遊女についての記載は幅が広くって、どれが本当なんだか。

お金が稼げればすぐ出られた、なんてことを力説する人もいるし、いやいや苦界だと主張する人もいます。

位置: 2,308
「ご隠居、加減が悪いんだろ? やっぱりあたしに、世話をさせてもらえないかい? 何も返せないまま、このままぽっくり逝かれたら、夢見が悪いじゃないか」
ははは、と入れ歯の口を、愉快そうに仰向ける。
「葛葉が気にすることはない。言ってみれば、これはわしの罪滅ぼしだからな」
「罪……って、何だい?」
「長年、色街に通って、噓をつき続けた。忘八の片棒を担ぐに等しい真似をして、 妓 たちを使い捨ててきた。番頭たちのふんばりで家業は成り立ったものの、遊び癖のために女房や子供にも苦労をかけた……数えると、きりがない」
他人がうらやむ人生にも、物思いはあるのだなと、あたりまえのことに思い至った。
「だからせめて、最期は古女房に 看取ってもらうよ」
根津に来るのも、これが最後だと告げられた。半年前より明らかに嵩を失った背中を、いつまでも見送った。気づくと、ようは泣いていた。

引き際だなぁ、おじさん。いいカタチだ。

灰の男

位置: 2,456
忘れたくとも、忘れ得ぬ思いが、人にはある。
悲嘆も無念も悔恨も、時のふるいにかけられて、ただひとつの物思いだけが残される。
虚に等しく、死に近いもの――その名を 寂寥 という。

いい言葉だなぁ。寂寥。あたくしの日本語ソフトじゃまず「席料」と出てきましたがね。笑っちゃった。

位置: 2,679
それでも茂十は父として、息子の一途と無垢を好もしく思っていた。人生は妥協の連続であり、折れるからこそ他人の痛みも察せられる。
一方で山懐から湧き出る 清冽 な流れも、下流になるほど濁ってくるものだ。歳相応の泥を川床に蓄積した茂十には、十七歳の息子の澄んだ 佇まいは、愛おしくもあった。

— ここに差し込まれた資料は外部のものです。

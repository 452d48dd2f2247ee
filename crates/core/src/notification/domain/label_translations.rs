//! Static label tables used to phrase wake-up text.

use std::fmt;
use std::str::FromStr;

use serde::{Deserialize, Serialize};

use crate::emotion::domain::emotion_result::EmotionLabel;

use super::wake_up_event::WakeUpEvent;

/// Immutable translation table: a sentence prefix plus one name per label.
#[derive(Debug)]
pub struct LabelTranslations {
    pub prefix: &'static str,
    pub names: &'static [(EmotionLabel, &'static str)],
}

impl LabelTranslations {
    /// Translated name, or the canonical tag when the table has no entry.
    pub fn name(&self, label: EmotionLabel) -> &'static str {
        self.names
            .iter()
            .find(|(l, _)| *l == label)
            .map(|(_, name)| *name)
            .unwrap_or_else(|| label.as_str())
    }
}

pub static ZH_CN: LabelTranslations = LabelTranslations {
    prefix: "我当前情绪是",
    names: &[
        (EmotionLabel::Anger, "生气"),
        (EmotionLabel::Disgust, "厌恶"),
        (EmotionLabel::Fear, "恐惧"),
        (EmotionLabel::Happiness, "高兴"),
        (EmotionLabel::Neutral, "平静"),
        (EmotionLabel::Sadness, "伤心"),
        (EmotionLabel::Surprise, "惊讶"),
    ],
};

pub static EN: LabelTranslations = LabelTranslations {
    prefix: "My current emotion is ",
    names: &[
        (EmotionLabel::Anger, "anger"),
        (EmotionLabel::Disgust, "disgust"),
        (EmotionLabel::Fear, "fear"),
        (EmotionLabel::Happiness, "happiness"),
        (EmotionLabel::Neutral, "calm"),
        (EmotionLabel::Sadness, "sadness"),
        (EmotionLabel::Surprise, "surprise"),
    ],
};

#[derive(Debug, Clone, Copy, PartialEq, Eq, Default, Serialize, Deserialize)]
#[serde(rename_all = "lowercase")]
pub enum Locale {
    #[default]
    Zh,
    En,
}

impl Locale {
    pub fn translations(self) -> &'static LabelTranslations {
        match self {
            Locale::Zh => &ZH_CN,
            Locale::En => &EN,
        }
    }
}

impl fmt::Display for Locale {
    fn fmt(&self, f: &mut fmt::Formatter<'_>) -> fmt::Result {
        match self {
            Locale::Zh => write!(f, "zh"),
            Locale::En => write!(f, "en"),
        }
    }
}

impl FromStr for Locale {
    type Err = String;

    fn from_str(s: &str) -> Result<Self, Self::Err> {
        match s.to_ascii_lowercase().as_str() {
            "zh" | "zh-cn" => Ok(Locale::Zh),
            "en" => Ok(Locale::En),
            other => Err(format!("unsupported locale '{other}', expected zh or en")),
        }
    }
}

/// Turns an accepted emotion into the wake-up event announcing it.
#[derive(Debug, Clone, Copy)]
pub struct WakeUpComposer {
    translations: &'static LabelTranslations,
}

impl WakeUpComposer {
    pub fn new(translations: &'static LabelTranslations) -> Self {
        Self { translations }
    }

    pub fn for_locale(locale: Locale) -> Self {
        Self::new(locale.translations())
    }

    pub fn text(&self, label: EmotionLabel) -> String {
        format!("{}{}", self.translations.prefix, self.translations.name(label))
    }

    pub fn compose(&self, label: EmotionLabel) -> WakeUpEvent {
        WakeUpEvent::video(self.text(label))
    }
}

impl Default for WakeUpComposer {
    fn default() -> Self {
        Self::for_locale(Locale::default())
    }
}

#[cfg(test)]
mod tests {
    use super::*;
    use rstest::rstest;

    #[rstest]
    #[case(EmotionLabel::Happiness, "我当前情绪是高兴")]
    #[case(EmotionLabel::Anger, "我当前情绪是生气")]
    #[case(EmotionLabel::Surprise, "我当前情绪是惊讶")]
    fn test_zh_text(#[case] label: EmotionLabel, #[case] expected: &str) {
        assert_eq!(WakeUpComposer::for_locale(Locale::Zh).text(label), expected);
    }

    #[test]
    fn test_en_text() {
        let composer = WakeUpComposer::for_locale(Locale::En);
        assert_eq!(composer.text(EmotionLabel::Fear), "My current emotion is fear");
    }

    #[test]
    fn test_every_label_translated_in_builtin_tables() {
        for table in [&ZH_CN, &EN] {
            for label in EmotionLabel::ALL {
                assert!(table.names.iter().any(|(l, _)| l == label), "{label} missing");
            }
        }
    }

    #[test]
    fn test_missing_entry_falls_back_to_tag() {
        static PARTIAL: LabelTranslations = LabelTranslations {
            prefix: "> ",
            names: &[(EmotionLabel::Anger, "mad")],
        };
        let composer = WakeUpComposer::new(&PARTIAL);
        assert_eq!(composer.text(EmotionLabel::Anger), "> mad");
        assert_eq!(composer.text(EmotionLabel::Disgust), "> Disgust");
    }

    #[test]
    fn test_compose_builds_video_event() {
        let event = WakeUpComposer::default().compose(EmotionLabel::Sadness);
        assert_eq!(event.method, "video");
        assert_eq!(event.text, "我当前情绪是伤心");
    }

    #[rstest]
    #[case("zh", Locale::Zh)]
    #[case("zh-CN", Locale::Zh)]
    #[case("EN", Locale::En)]
    fn test_parse_locale(#[case] text: &str, #[case] expected: Locale) {
        assert_eq!(text.parse::<Locale>().unwrap(), expected);
    }

    #[test]
    fn test_parse_unknown_locale() {
        assert!("fr".parse::<Locale>().is_err());
    }
}
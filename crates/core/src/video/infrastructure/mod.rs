pub mod synthetic_frame_source;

川床に蓄積、ってのが風流だよね。時代小説好きが唸るフレーズを使ってくれる。さすがベテラン作家。

位置: 3,029
ねちねちと一晩中、恨み言をぶつけたり、何度か殴ったことすらある。
あの頃の己をふり返ると、いまさらながら 羞恥 がわく。表向きは温厚な差配を通し、他人の目がないところで、年寄りに酷い仕打ちをする。
こいつは悪党だ、息子の仇だ、だから何をしようと許される――。
嵩にかかって、ただ、もののわからぬ哀れな年寄りを、責め苛んでいただけだ。手前勝手な道理を通し、鬼畜の所業に言い訳を拵え、罪の意識すらなかった。

肝に命じなければなりません。あたくしも底意地の悪いところがありますから。

位置: 3,111
緋色の襦袢

このヒイロってのが何なのか、いまいち見当がつかなかったんで、改めて調べてみました。

色名の一つ。 やや 黄色 みのある鮮やかな 赤 で、平安時代から用いられた伝統色名。 『 延喜式』では 茜と 紫根で染めた色を深き とし、 紫 に次ぐ官位に用いた。

紫に次ぐ官位ですって、奥さん。
すごく良い色なのね。

位置: 3,117
大晦日の朝だった。いつもの時間になっても姿を見せず、茂十は塒の物置小屋を 覗いてみた。楡爺は、生まれたての赤ん坊のように手足を縮めた格好で事切れていた。 「そりゃあないぜ、楡爺……これじゃあ、肩透かしじゃないか」
骨と 肝斑 の浮いた手を握りしめ、茂十はさめざめと泣いた。
たとえ憎しみであっても、他とは比べられぬほどの深い縁だった。いざ失ってみると、胸の中から大事なものが抜かれたような気さえする。

まぁ、敵ってのは縁でいやあ深い方でしょう。
なるほど、人間ってのはこんな気持にも、なるものかねぇ。

まとめ

心淋し川、いい時代小説でした。
西條さんの本、また読んでみようかな。